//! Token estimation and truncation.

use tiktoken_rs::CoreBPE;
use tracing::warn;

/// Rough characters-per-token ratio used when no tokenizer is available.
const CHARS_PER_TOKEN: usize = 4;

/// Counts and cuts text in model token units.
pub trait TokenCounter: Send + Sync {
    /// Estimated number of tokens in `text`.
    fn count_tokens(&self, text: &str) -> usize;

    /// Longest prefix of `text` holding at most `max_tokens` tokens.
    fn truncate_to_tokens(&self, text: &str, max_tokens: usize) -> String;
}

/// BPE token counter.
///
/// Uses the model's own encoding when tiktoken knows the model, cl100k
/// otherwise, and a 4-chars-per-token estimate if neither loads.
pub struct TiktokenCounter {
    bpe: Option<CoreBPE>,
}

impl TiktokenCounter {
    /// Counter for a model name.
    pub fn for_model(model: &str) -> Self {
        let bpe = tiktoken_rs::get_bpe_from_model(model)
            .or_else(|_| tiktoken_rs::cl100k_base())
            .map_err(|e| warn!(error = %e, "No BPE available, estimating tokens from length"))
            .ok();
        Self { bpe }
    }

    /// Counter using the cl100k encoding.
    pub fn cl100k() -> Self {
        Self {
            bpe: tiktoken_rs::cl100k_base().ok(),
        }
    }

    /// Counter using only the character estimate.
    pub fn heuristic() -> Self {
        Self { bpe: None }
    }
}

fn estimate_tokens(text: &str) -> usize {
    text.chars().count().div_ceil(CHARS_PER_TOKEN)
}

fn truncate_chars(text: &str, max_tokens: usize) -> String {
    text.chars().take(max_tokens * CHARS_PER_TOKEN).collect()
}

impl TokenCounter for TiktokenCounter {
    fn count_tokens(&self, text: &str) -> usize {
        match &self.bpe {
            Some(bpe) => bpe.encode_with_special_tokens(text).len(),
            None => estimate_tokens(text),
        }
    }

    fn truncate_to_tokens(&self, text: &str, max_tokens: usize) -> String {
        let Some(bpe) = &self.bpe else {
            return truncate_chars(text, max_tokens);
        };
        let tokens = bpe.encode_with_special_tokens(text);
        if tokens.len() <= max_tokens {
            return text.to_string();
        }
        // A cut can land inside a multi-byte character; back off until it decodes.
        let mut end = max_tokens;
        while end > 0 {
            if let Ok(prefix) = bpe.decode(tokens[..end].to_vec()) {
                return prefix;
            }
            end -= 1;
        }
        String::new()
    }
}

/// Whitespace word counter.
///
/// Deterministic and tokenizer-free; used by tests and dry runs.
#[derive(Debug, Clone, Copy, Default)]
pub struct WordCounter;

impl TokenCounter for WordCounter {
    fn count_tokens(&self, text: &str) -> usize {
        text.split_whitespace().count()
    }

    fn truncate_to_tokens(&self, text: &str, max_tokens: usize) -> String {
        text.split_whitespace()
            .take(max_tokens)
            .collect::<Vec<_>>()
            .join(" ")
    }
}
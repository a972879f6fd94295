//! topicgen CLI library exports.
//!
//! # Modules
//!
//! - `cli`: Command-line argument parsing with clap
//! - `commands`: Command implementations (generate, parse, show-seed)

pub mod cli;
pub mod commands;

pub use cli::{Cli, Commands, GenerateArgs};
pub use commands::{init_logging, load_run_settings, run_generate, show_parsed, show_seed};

[Description of the task]:
Where a line of the material above holds the string "return", copy that line.

[Result]:
            return truncate_chars(text, max_tokens);
            return text.to_string();
                return prefix;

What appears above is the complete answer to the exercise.